Novo Nordisk to open $130 million diabetes labs
pharmafile | November 3, 2014 | News story | Manufacturing and Production, Sales and Marketing | Denmark, Måløv, Novo Nordisk, Tresiba, Victoza, diabetes
Novo Nordisk has invested $130 million in new diabetes laboratories as the company looks to focus more strongly on the disease area.
The new ‘Diabetes Research House’ will be located at Novo’s R&D campus in Måløv, Denmark, and will accommodate approximately 350 employees. Construction has already started and the facility is expected to be ready by early 2016.
“The new lab facility will provide an environment for cutting-edge diabetes research within biotechnology and protein chemistry,” says Mads Krogsgaard Thomsen, executive vice president and chief science officer of Novo Nordisk.
“Here our researchers will be working closely together with leading scientists in Denmark and abroad on the discovery and development of new medicines for the treatment of type 1 and type 2 diabetes.”

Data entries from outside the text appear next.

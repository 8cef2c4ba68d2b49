//! Adapter traits and the bundled HTTP adapters.
//!
//! Three seams connect the pipeline to the outside world:
//! - [`SourceAdapter`] produces raw items
//! - [`StageCapability`] enriches one item for one stage
//! - [`DestinationAdapter`] receives finished items
//!
//! Bundled variants are selected by the config `kind` field through
//! [`AdapterRegistry::from_config`].

mod capability;
mod destination;
pub mod http;
mod registry;
mod source;

use async_trait::async_trait;
use courier_shared::{
    DeliveryContext, DiscoveredItem, FinishedItem, Result, StageInput,
};
use futures::stream::BoxStream;

pub use capability::HttpCapability;
pub use destination::WebhookDestination;
pub use registry::{AdapterRegistry, BoundDestination};
pub use source::JsonFeedSource;

// ---------------------------------------------------------------------------
// Traits
// ---------------------------------------------------------------------------

/// Produces raw items from one configured origin.
pub trait SourceAdapter: Send + Sync {
    /// Configured source name; the first half of every item key.
    fn name(&self) -> &str;

    /// Lazily yield discovered items. A failed fetch surfaces as an `Err`
    /// element; the consumer decides whether to keep polling the stream.
    fn discover(&self) -> BoxStream<'_, Result<DiscoveredItem>>;
}

/// External enrichment bound to one stage.
///
/// Calls must be idempotent: a crash can cause the same input to be sent
/// again. Errors are classified through [`courier_shared::CourierError::is_retryable`].
#[async_trait]
pub trait StageCapability: Send + Sync {
    fn name(&self) -> &str;

    async fn invoke(&self, input: &StageInput) -> Result<serde_json::Value>;
}

/// Receives finished items.
#[async_trait]
pub trait DestinationAdapter: Send + Sync {
    /// Unique destination id, half of the delivery-record key.
    fn id(&self) -> &str;

    /// Send one item. Returns the destination's reference for the sent
    /// message when it provides one.
    async fn send(&self, item: &FinishedItem, context: &DeliveryContext)
    -> Result<Option<String>>;
}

The site comprises two laboratory wings, a middle building with office space, and an auditorium seating 450 people. It will have a floorage of 16,500 square metres distributed on three storeys.
The Danish firm’s new investment in its main diseases area comes soon after it scrapped its inflammatory disorders activities following the discontinuation of its rheumatoid arthritis treatment anti-IL-20.
Thomsen says that the loss of anti-IL-20 would delay Novo Nordisk’s earliest possible entry into the market to the late 2020s, and so the company wishes to instead focus its efforts on the ‘significant unmet opportunities’ remaining in diabetes prevention, complications, and obesity.
Novo Nordisk is the world’s largest producer of insulin, and recently saw an 8.5% increase in sales for the third quarter driven by its insulin drugs. The firm’s new diabetes treatment Victoza (liraglutide) and its Lantus competitor Levemir (insulin detemir) both beat sales expectations.
It is also planning to set up a dedicated obesity R&D operation in Seattle, US, and has several new diabetes drugs in its pipeline and awaiting approval – including new insulin treatment Tresiba (insulin degludec) and Xultophy, which combines insulin degludec and liraglutide.
Novo Nordisk also has a strong presence in haemophilia care, growth hormone therapy and hormone replacement therapy. The company has recently been pulled up by US authorities however, over potential manufacturing issues at its facility in Kalundborg which is the largest insulin production site in the world.